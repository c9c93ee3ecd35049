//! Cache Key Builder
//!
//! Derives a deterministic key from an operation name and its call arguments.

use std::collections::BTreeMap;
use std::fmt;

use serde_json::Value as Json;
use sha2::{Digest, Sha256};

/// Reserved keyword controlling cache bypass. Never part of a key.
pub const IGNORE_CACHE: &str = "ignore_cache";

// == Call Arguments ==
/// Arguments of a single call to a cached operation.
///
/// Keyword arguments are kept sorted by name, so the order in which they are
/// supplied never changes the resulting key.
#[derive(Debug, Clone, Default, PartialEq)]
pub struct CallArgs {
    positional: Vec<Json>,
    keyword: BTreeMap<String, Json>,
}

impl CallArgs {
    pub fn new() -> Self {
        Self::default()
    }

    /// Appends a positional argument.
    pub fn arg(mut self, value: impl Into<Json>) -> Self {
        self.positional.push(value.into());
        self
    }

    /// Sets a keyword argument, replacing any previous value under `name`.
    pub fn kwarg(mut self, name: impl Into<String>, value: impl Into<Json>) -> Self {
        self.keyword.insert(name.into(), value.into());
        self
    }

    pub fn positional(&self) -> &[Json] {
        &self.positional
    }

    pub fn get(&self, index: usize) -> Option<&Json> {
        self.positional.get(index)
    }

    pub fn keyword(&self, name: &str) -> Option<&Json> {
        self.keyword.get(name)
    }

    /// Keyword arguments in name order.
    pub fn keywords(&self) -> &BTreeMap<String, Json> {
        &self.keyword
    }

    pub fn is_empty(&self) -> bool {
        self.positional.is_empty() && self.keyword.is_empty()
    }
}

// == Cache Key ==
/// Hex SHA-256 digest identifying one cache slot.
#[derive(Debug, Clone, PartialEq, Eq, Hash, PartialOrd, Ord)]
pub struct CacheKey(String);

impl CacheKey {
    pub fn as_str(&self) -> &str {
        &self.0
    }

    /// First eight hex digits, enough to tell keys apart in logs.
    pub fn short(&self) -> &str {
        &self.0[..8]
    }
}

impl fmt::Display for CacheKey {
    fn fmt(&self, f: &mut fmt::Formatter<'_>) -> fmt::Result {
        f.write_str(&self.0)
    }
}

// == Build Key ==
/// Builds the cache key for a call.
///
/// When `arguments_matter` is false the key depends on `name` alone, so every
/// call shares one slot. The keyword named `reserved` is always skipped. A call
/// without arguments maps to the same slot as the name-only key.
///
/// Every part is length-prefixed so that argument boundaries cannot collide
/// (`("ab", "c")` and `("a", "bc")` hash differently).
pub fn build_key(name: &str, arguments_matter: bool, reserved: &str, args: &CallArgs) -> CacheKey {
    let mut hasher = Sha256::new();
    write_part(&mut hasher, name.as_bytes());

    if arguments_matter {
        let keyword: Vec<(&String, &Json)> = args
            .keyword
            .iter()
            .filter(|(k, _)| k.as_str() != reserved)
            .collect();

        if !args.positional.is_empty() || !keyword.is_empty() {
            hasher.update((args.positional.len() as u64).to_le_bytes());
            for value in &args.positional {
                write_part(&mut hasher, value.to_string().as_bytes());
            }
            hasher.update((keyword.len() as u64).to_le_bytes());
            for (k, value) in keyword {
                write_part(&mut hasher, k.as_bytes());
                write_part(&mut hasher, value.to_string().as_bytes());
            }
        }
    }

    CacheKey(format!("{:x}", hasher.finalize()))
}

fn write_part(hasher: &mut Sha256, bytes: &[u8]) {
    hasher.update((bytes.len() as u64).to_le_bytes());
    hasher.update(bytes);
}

---------------

● WORK INSTRUCTION:
Wherever the word "hasher" turns up in the records above, copy the line that holds it.

● ANSWER BELOW:
    let mut hasher = Sha256::new();
    write_part(&mut hasher, name.as_bytes());
            hasher.update((args.positional.len() as u64).to_le_bytes());
                write_part(&mut hasher, value.to_string().as_bytes());
            hasher.update((keyword.len() as u64).to_le_bytes());
                write_part(&mut hasher, k.as_bytes());
                write_part(&mut hasher, value.to_string().as_bytes());
    CacheKey(format!("{:x}", hasher.finalize()))
fn write_part(hasher: &mut Sha256, bytes: &[u8]) {
    hasher.update((bytes.len() as u64).to_le_bytes());
    hasher.update(bytes);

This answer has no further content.